Task instructions – Reproduce, exactly and in full, only the lines below from the one containing "let sentence_std_dev = calculate_std_dev(sentence_lengths);" through the one containing "let burstiness = calculate_burstiness(&sentence_lengths);".

====== Supplied information

use anyhow::Result;
use clap::Parser;
use futures::stream::{self, StreamExt};
use indicatif::{ProgressBar, ProgressStyle};
use std::path::{Path, PathBuf};
use std::sync::Arc;
use tracing::info;

use cadence::analyzer::{AnalysisOptions, TextAnalyzer};
use cadence::discovery;
use cadence::reader::{DocumentReader, ReaderConfig};
use cadence::report::{self, FileStats, RunStats};

#[derive(Parser, Debug)]
#[command(name = "cadence")]
#[command(about = "Text-statistics and document-structure analyzer for document trees")]
#[command(version)]
struct Args {
    /// Root directory to scan for .txt, .md and .html documents
    root_dir: PathBuf,

    /// Overwrite even complete analysis reports
    #[arg(long)]
    overwrite_all: bool,

    /// Abort on first error
    #[arg(long)]
    fail_fast: bool,

    /// Use memory-mapped I/O instead of async buffered
    #[arg(long)]
    use_mmap: bool,

    /// Suppress console progress bars
    #[arg(long)]
    no_progress: bool,

    /// Stats output file path
    #[arg(long, default_value = "run_stats.json")]
    stats_out: PathBuf,

    /// Fail validation for documents above this word count
    #[arg(long)]
    max_words: Option<usize>,

    /// Skip metric calculation (reports carry zeroed metrics)
    #[arg(long)]
    skip_metrics: bool,
}

#[tokio::main]
async fn main() -> Result<()> {
    tracing_subscriber::fmt()
        .with_target(false)
        .json()
        .init();

    let args = Args::parse();

    info!("Starting cadence");
    info!(?args, "Parsed CLI arguments");

    if !args.root_dir.exists() {
        anyhow::bail!("Root directory does not exist: {}", args.root_dir.display());
    }
    if !args.root_dir.is_dir() {
        anyhow::bail!("Root path is not a directory: {}", args.root_dir.display());
    }

    let discovery_config = discovery::DiscoveryConfig {
        fail_fast: args.fail_fast,
    };

    info!("Starting document discovery in: {}", args.root_dir.display());
    let discovered =
        discovery::collect_discovered_documents_parallel(&args.root_dir, discovery_config).await?;

    let valid_files: Vec<_> = discovered.iter().filter(|f| f.error.is_none()).collect();
    let invalid_files: Vec<_> = discovered.iter().filter(|f| f.error.is_some()).collect();

    info!(
        "Discovery completed: {} documents found, {} valid",
        discovered.len(),
        valid_files.len()
    );

    println!(
        "cadence v{} - found {} documents ({} valid, {} with issues)",
        env!("CARGO_PKG_VERSION"),
        discovered.len(),
        valid_files.len(),
        invalid_files.len()
    );

    let mut run_stats = RunStats {
        files_discovered: discovered.len() as u64,
        ..Default::default()
    };

    for file in &invalid_files {
        let error = file.error.clone().unwrap_or_else(|| "unknown error".to_string());
        run_stats.record(FileStats::failed(&file.path, error));
    }

    let progress = if args.no_progress {
        ProgressBar::hidden()
    } else {
        let bar = ProgressBar::new(valid_files.len() as u64);
        bar.set_style(
            ProgressStyle::with_template("{bar:40} {pos}/{len} {msg}")
                .unwrap_or_else(|_| ProgressStyle::default_bar()),
        );
        bar
    };

    let analyzer = Arc::new(TextAnalyzer::with_options(AnalysisOptions {
        max_word_count: args.max_words,
        skip_metrics: args.skip_metrics,
    }));
    let reader = Arc::new(DocumentReader::new(ReaderConfig {
        fail_fast: args.fail_fast,
        ..Default::default()
    }));

    let run_start = std::time::Instant::now();

    // Analysis is CPU-bound; bound concurrency to available cores
    let concurrency = num_cpus::get().max(1);
    let mut tasks = stream::iter(valid_files.iter().map(|file| {
        let analyzer = Arc::clone(&analyzer);
        let reader = Arc::clone(&reader);
        let path = file.path.clone();
        let overwrite_all = args.overwrite_all;
        let use_mmap = args.use_mmap;

        async move { process_document(&path, &analyzer, &reader, overwrite_all, use_mmap).await }
    }))
    .buffer_unordered(concurrency);

    while let Some(result) = tasks.next().await {
        progress.inc(1);
        match result {
            Ok(stats) => run_stats.record(stats),
            Err(e) => {
                if args.fail_fast {
                    progress.abandon();
                    return Err(e);
                }
                run_stats.record(FileStats::failed(&PathBuf::from("unknown"), e.to_string()));
            }
        }
    }
    drop(tasks);

    progress.finish_and_clear();
    run_stats.total_time_ms = run_start.elapsed().as_millis() as u64;

    report::write_run_stats(&args.stats_out, &run_stats).await?;

    println!("Analysis complete:");
    println!("  Analyzed: {} documents", run_stats.files_processed);
    if run_stats.files_skipped > 0 {
        println!("  Skipped (report exists): {}", run_stats.files_skipped);
    }
    if run_stats.files_failed > 0 {
        println!("  Failed: {}", run_stats.files_failed);
    }
    println!("  Total words: {}", run_stats.total_words);
    println!("  Total sentences: {}", run_stats.total_sentences);
    println!("  Stats written to: {}", args.stats_out.display());

    info!(
        processed = run_stats.files_processed,
        skipped = run_stats.files_skipped,
        failed = run_stats.files_failed,
        "Batch analysis completed"
    );

    Ok(())
}

/// Analyze one document and write its aux report
async fn process_document(
    path: &Path,
    analyzer: &TextAnalyzer,
    reader: &DocumentReader,
    overwrite_all: bool,
    use_mmap: bool,
) -> Result<FileStats> {
    if !overwrite_all && report::report_exists(path) {
        info!("Skipping {} (report exists)", path.display());
        return Ok(FileStats::skipped(path));
    }

    let start = std::time::Instant::now();

    let (content, read_stats) = if use_mmap {
        reader.read_document_mmap(path)?
    } else {
        reader.read_document(path).await?
    };

    if let Some(error) = read_stats.read_error {
        return Ok(FileStats::failed(path, error));
    }

    let result = analyzer.analyze(&content);
    report::write_analysis_report(path, &result).await?;

    let stats = FileStats::success(
        path,
        content.chars().count() as u64,
        &result,
        start.elapsed().as_millis() as u64,
    );

    info!(
        path = %path.display(),
        words = stats.words_counted,
        language = %stats.language,
        valid = stats.is_valid,
        "Analyzed document"
    );

    Ok(stats)
}
// WHY: Numeric text metrics with fixed formulas - downstream quality gates
// compare against thresholds calibrated to exactly these computations

use serde::{Deserialize, Serialize};
use tracing::debug;

use crate::document::extract_sentences;

/// Punctuation symbols counted for the perplexity diversity adjustment.
/// The fraction of this set present in the text scales the adjustment.
const PUNCTUATION_VARIETY: [char; 12] = [
    '.', ',', '!', '?', ';', ':', '\'', '"', '-', '(', ')', '\u{2014}',
];

/// Base value the perplexity heuristic adjusts up or down from
const PERPLEXITY_BASE: f64 = 60.0;

/// Final perplexity is clamped into this range for non-empty input.
/// Empty input reports 0 as a sentinel, never a clamped value.
const PERPLEXITY_MIN: f64 = 20.0;
const PERPLEXITY_MAX: f64 = 150.0;

/// Computed metrics for a text sample
///
/// All values are 0 when the input is empty or whitespace-only.
#[derive(Serialize, Deserialize, Debug, Clone, Default, PartialEq)]
pub struct TextMetrics {
    /// Heuristic perplexity in [20,150], or 0 for empty input
    pub perplexity: f64,
    /// Sentence-length variation in [0,1]; higher means more bursty
    pub burstiness: f64,
    /// Type-token ratio over alphabetic words, in [0,1]
    pub lexical_diversity: f64,
    /// Mean words per sentence
    pub average_sentence_length: f64,
    /// Population standard deviation of sentence lengths
    pub sentence_length_std_dev: f64,
    /// Word count of each detected sentence, in document order
    pub sentence_lengths: Vec<usize>,
}

/// Thresholds applied by [`validate_metrics`]
///
/// An external quality gate, not part of the metric computation itself.
#[derive(Debug, Clone)]
pub struct MetricsThresholds {
    /// Minimum acceptable burstiness
    pub min_burstiness: f64,
    /// Minimum acceptable sentence-length standard deviation
    pub min_sentence_std_dev: f64,
    /// Acceptable perplexity band (inclusive)
    pub perplexity_range: (f64, f64),
}

impl Default for MetricsThresholds {
    fn default() -> Self {
        Self {
            min_burstiness: 0.6,
            min_sentence_std_dev: 8.0,
            perplexity_range: (40.0, 120.0),
        }
    }
}

/// Outcome of checking metrics against thresholds
#[derive(Serialize, Deserialize, Debug, Clone)]
pub struct MetricsReview {
    pub is_valid: bool,
    pub issues: Vec<String>,
}

/// Arithmetic mean; empty input yields 0
pub fn calculate_average(values: &[usize]) -> f64 {
    if values.is_empty() {
        return 0.0;
    }
    values.iter().sum::<usize>() as f64 / values.len() as f64
}

/// Population standard deviation (divide by N); fewer than 2 values yields 0
pub fn calculate_std_dev(values: &[usize]) -> f64 {
    if values.len() < 2 {
        return 0.0;
    }
    let mean = calculate_average(values);
    let variance = values
        .iter()
        .map(|&v| {
            let diff = v as f64 - mean;
            diff * diff
        })
        .sum::<f64>()
        / values.len() as f64;
    variance.sqrt()
}

/// Sentence-length burstiness normalized to [0,1]
///
/// Raw score is `(std - mean) / (std + mean)`, shifted from [-1,1] into
/// [0,1]. Uniform sentence lengths score low; varied lengths score high.
pub fn calculate_burstiness(sentence_lengths: &[usize]) -> f64 {
    if sentence_lengths.len() < 2 {
        return 0.0;
    }
    let mean = calculate_average(sentence_lengths);
    if mean == 0.0 {
        return 0.0;
    }
    let std_dev = calculate_std_dev(sentence_lengths);
    let raw = (std_dev - mean) / (std_dev + mean);
    (raw + 1.0) / 2.0
}

/// Type-token ratio over purely alphabetic lowercase words
///
/// Tokens carrying digits or attached punctuation are excluded before
/// counting, so "word." and "word" never inflate the unique count apart.
pub fn calculate_lexical_diversity(text: &str) -> f64 {
    let lowered = text.to_lowercase();
    let words: Vec<&str> = lowered
        .split_whitespace()
        .filter(|w| !w.is_empty() && w.chars().all(|c| c.is_ascii_lowercase()))
        .collect();

    if words.is_empty() {
        return 0.0;
    }

    let unique: std::collections::HashSet<&str> = words.iter().copied().collect();
    unique.len() as f64 / words.len() as f64
}

/// Heuristic perplexity estimate in [20,150]
///
/// Combines lexical diversity, sentence-length variation, word-length
/// variation, and punctuation variety around a base of 60. Empty text
/// short-circuits to the 0 sentinel before any adjustment.
pub fn calculate_perplexity(text: &str, sentence_lengths: &[usize]) -> f64 {
    if text.trim().is_empty() {
        return 0.0;
    }

    let lexical_diversity = calculate_lexical_diversity(text);
    let sentence_std_dev = calculate_std_dev(sentence_lengths);
    let word_length_std_dev = word_length_std_dev(text);
    let punctuation_diversity = punctuation_diversity(text);

    let mut perplexity = PERPLEXITY_BASE;
    perplexity += (lexical_diversity - 0.5) * 40.0;
    perplexity += sentence_std_dev.min(10.0) * 2.0;
    perplexity += word_length_std_dev * 5.0;
    perplexity += punctuation_diversity * 10.0;

    perplexity.clamp(PERPLEXITY_MIN, PERPLEXITY_MAX)
}

/// Population standard deviation of per-word character lengths
fn word_length_std_dev(text: &str) -> f64 {
    let lengths: Vec<usize> = text
        .split_whitespace()
        .map(|w| w.chars().count())
        .collect();
    calculate_std_dev(&lengths)
}

/// Fraction of the fixed punctuation set present in the text, in [0,1]
fn punctuation_diversity(text: &str) -> f64 {
    let present = PUNCTUATION_VARIETY
        .iter()
        .filter(|&&p| text.contains(p))
        .count();
    present as f64 / PUNCTUATION_VARIETY.len() as f64
}

/// Compute the full metric set for a text sample
///
/// Sentence lengths come from the same splitting heuristic the document
/// parser uses, so burstiness and the std-dev figures stay calibrated to
/// that heuristic's output distribution.
pub fn calculate_metrics(text: &str) -> TextMetrics {
    if text.trim().is_empty() {
        debug!("Empty input, returning zeroed metrics");
        return TextMetrics::default();
    }

    let sentences = extract_sentences(text);
    let sentence_lengths: Vec<usize> = sentences
        .iter()
        .map(|s| s.split_whitespace().count())
        .collect();

    let average_sentence_length = calculate_average(&sentence_lengths);
    let sentence_length_std_dev = calculate_std_dev(&sentence_lengths);
    let burstiness = calculate_burstiness(&sentence_lengths);
    let lexical_diversity = calculate_lexical_diversity(text);
    let perplexity = calculate_perplexity(text, &sentence_lengths);

    debug!(
        sentences = sentence_lengths.len(),
        burstiness = burstiness,
        lexical_diversity = lexical_diversity,
        perplexity = perplexity,
        "Computed text metrics"
    );

    TextMetrics {
        perplexity,
        burstiness,
        lexical_diversity,
        average_sentence_length,
        sentence_length_std_dev,
        sentence_lengths,
    }
}

/// Check metrics against quality thresholds, reporting each violation
pub fn validate_metrics(metrics: &TextMetrics) -> MetricsReview {
    validate_metrics_with(metrics, &MetricsThresholds::default())
}

/// Threshold check against a caller-supplied table
pub fn validate_metrics_with(metrics: &TextMetrics, thresholds: &MetricsThresholds) -> MetricsReview {
    let mut issues = Vec::new();

    if metrics.burstiness < thresholds.min_burstiness {
        issues.push(format!(
            "Burstiness {:.2} is below the minimum of {:.2}",
            metrics.burstiness, thresholds.min_burstiness
        ));
    }

    if metrics.sentence_length_std_dev < thresholds.min_sentence_std_dev {
        issues.push(format!(
            "Sentence length variation {:.2} is below the minimum of {:.2}",
            metrics.sentence_length_std_dev, thresholds.min_sentence_std_dev
        ));
    }

    let (lo, hi) = thresholds.perplexity_range;
    if metrics.perplexity < lo || metrics.perplexity > hi {
        issues.push(format!(
            "Perplexity {:.2} is outside the acceptable range {:.0}-{:.0}",
            metrics.perplexity, lo, hi
        ));
    }

    MetricsReview {
        is_valid: issues.is_empty(),
        issues,
    }
}

#[cfg(test)]
mod tests {
    use super::*;

    #[test]
    fn test_average_empty_and_simple() {
        assert_eq!(calculate_average(&[]), 0.0);
        assert_eq!(calculate_average(&[10]), 10.0);
        assert_eq!(calculate_average(&[2, 4, 6]), 4.0);
    }

    #[test]
    fn test_std_dev_requires_two_values() {
        assert_eq!(calculate_std_dev(&[]), 0.0);
        assert_eq!(calculate_std_dev(&[42]), 0.0);
    }

    #[test]
    fn test_std_dev_is_population() {
        // Population std dev of [2, 4, 4, 4, 5, 5, 7, 9] is exactly 2
        let values = [2, 4, 4, 4, 5, 5, 7, 9];
        let std = calculate_std_dev(&values);
        assert!((std - 2.0).abs() < 1e-10, "expected 2.0, got {std}");
    }

    #[test]
    fn test_burstiness_degenerate_inputs() {
        assert_eq!(calculate_burstiness(&[]), 0.0);
        assert_eq!(calculate_burstiness(&[5]), 0.0);
        assert_eq!(calculate_burstiness(&[0, 0, 0]), 0.0);
    }

    #[test]
    fn test_burstiness_bounds_and_ordering() {
        let uniform = [10, 10, 10, 10];
        let varied = [5, 15, 3, 20, 8, 25, 4, 18];

        let uniform_score = calculate_burstiness(&uniform);
        let varied_score = calculate_burstiness(&varied);

        assert!((0.0..=1.0).contains(&uniform_score));
        assert!((0.0..=1.0).contains(&varied_score));
        assert!(
            varied_score > uniform_score,
            "varied lengths must score higher: {varied_score} vs {uniform_score}"
        );
    }

    #[test]
    fn test_lexical_diversity_repetition() {
        let repeated = calculate_lexical_diversity("the the the the");
        let varied = calculate_lexical_diversity("the quick brown fox");

        assert!((repeated - 0.25).abs() < 1e-10);
        assert!((varied - 1.0).abs() < 1e-10);
        assert!(repeated < varied);
    }

    #[test]
    fn test_lexical_diversity_filters_non_alphabetic() {
        // "2nd" and "fox!" carry non-letters and are excluded entirely
        let diversity = calculate_lexical_diversity("the 2nd quick fox!");
        assert!((diversity - 1.0).abs() < 1e-10, "got {diversity}");

        assert_eq!(calculate_lexical_diversity(""), 0.0);
        assert_eq!(calculate_lexical_diversity("123 456 !!!"), 0.0);
    }

    #[test]
    fn test_perplexity_empty_sentinel() {
        assert_eq!(calculate_perplexity("", &[]), 0.0);
        assert_eq!(calculate_perplexity("   \n\t  ", &[]), 0.0);
    }

    #[test]
    fn test_perplexity_clamped_range() {
        let texts = [
            "a a a a a a a a.",
            "The quick brown fox jumps over the lazy dog. What a sight! Remarkable, isn't it?",
            "word",
        ];
        for text in &texts {
            let lengths: Vec<usize> = extract_sentences(text)
                .iter()
                .map(|s| s.split_whitespace().count())
                .collect();
            let p = calculate_perplexity(text, &lengths);
            assert!(
                (PERPLEXITY_MIN..=PERPLEXITY_MAX).contains(&p),
                "perplexity {p} out of range for {text:?}"
            );
        }
    }

    #[test]
    fn test_calculate_metrics_empty() {
        let metrics = calculate_metrics("");
        assert_eq!(metrics, TextMetrics::default());

        let metrics = calculate_metrics("   \t\n  ");
        assert_eq!(metrics.perplexity, 0.0);
        assert_eq!(metrics.burstiness, 0.0);
        assert!(metrics.sentence_lengths.is_empty());
    }

    #[test]
    fn test_calculate_metrics_populated() {
        let text = "Short one. This sentence is quite a bit longer than the first. Tiny. \
                    Here is another sentence of moderate length for variation.";
        let metrics = calculate_metrics(text);

        assert_eq!(metrics.sentence_lengths.len(), 4);
        assert!(metrics.perplexity > 0.0);
        assert!(metrics.average_sentence_length > 0.0);
        assert!((0.0..=1.0).contains(&metrics.burstiness));
        assert!((0.0..=1.0).contains(&metrics.lexical_diversity));
    }

    #[test]
    fn test_validate_metrics_reports_violations() {
        let flat = TextMetrics {
            perplexity: 30.0,
            burstiness: 0.2,
            lexical_diversity: 0.5,
            average_sentence_length: 10.0,
            sentence_length_std_dev: 1.0,
            sentence_lengths: vec![10, 10, 10],
        };
        let review = validate_metrics(&flat);
        assert!(!review.is_valid);
        assert_eq!(review.issues.len(), 3);

        let healthy = TextMetrics {
            perplexity: 80.0,
            burstiness: 0.7,
            lexical_diversity: 0.8,
            average_sentence_length: 14.0,
            sentence_length_std_dev: 9.5,
            sentence_lengths: vec![4, 22, 9, 30],
        };
        let review = validate_metrics(&healthy);
        assert!(review.is_valid);
        assert!(review.issues.is_empty());
    }

    #[test]
    fn test_validate_metrics_custom_thresholds() {
        let metrics = TextMetrics {
            perplexity: 50.0,
            burstiness: 0.4,
            sentence_length_std_dev: 3.0,
            ..Default::default()
        };
        let lenient = MetricsThresholds {
            min_burstiness: 0.1,
            min_sentence_std_dev: 1.0,
            perplexity_range: (20.0, 150.0),
        };
        let review = validate_metrics_with(&metrics, &lenient);
        assert!(review.is_valid);
    }
}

============

Reply –
    let sentence_std_dev = calculate_std_dev(sentence_lengths);
    let word_length_std_dev = word_length_std_dev(text);
    let punctuation_diversity = punctuation_diversity(text);

    let mut perplexity = PERPLEXITY_BASE;
    perplexity += (lexical_diversity - 0.5) * 40.0;
    perplexity += sentence_std_dev.min(10.0) * 2.0;
    perplexity += word_length_std_dev * 5.0;
    perplexity += punctuation_diversity * 10.0;

    perplexity.clamp(PERPLEXITY_MIN, PERPLEXITY_MAX)
}

/// Population standard deviation of per-word character lengths
fn word_length_std_dev(text: &str) -> f64 {
    let lengths: Vec<usize> = text
        .split_whitespace()
        .map(|w| w.chars().count())
        .collect();
    calculate_std_dev(&lengths)
}

/// Fraction of the fixed punctuation set present in the text, in [0,1]
fn punctuation_diversity(text: &str) -> f64 {
    let present = PUNCTUATION_VARIETY
        .iter()
        .filter(|&&p| text.contains(p))
        .count();
    present as f64 / PUNCTUATION_VARIETY.len() as f64
}

/// Compute the full metric set for a text sample
///
/// Sentence lengths come from the same splitting heuristic the document
/// parser uses, so burstiness and the std-dev figures stay calibrated to
/// that heuristic's output distribution.
pub fn calculate_metrics(text: &str) -> TextMetrics {
    if text.trim().is_empty() {
        debug!("Empty input, returning zeroed metrics");
        return TextMetrics::default();
    }

    let sentences = extract_sentences(text);
    let sentence_lengths: Vec<usize> = sentences
        .iter()
        .map(|s| s.split_whitespace().count())
        .collect();

    let average_sentence_length = calculate_average(&sentence_lengths);
    let sentence_length_std_dev = calculate_std_dev(&sentence_lengths);
    let burstiness = calculate_burstiness(&sentence_lengths);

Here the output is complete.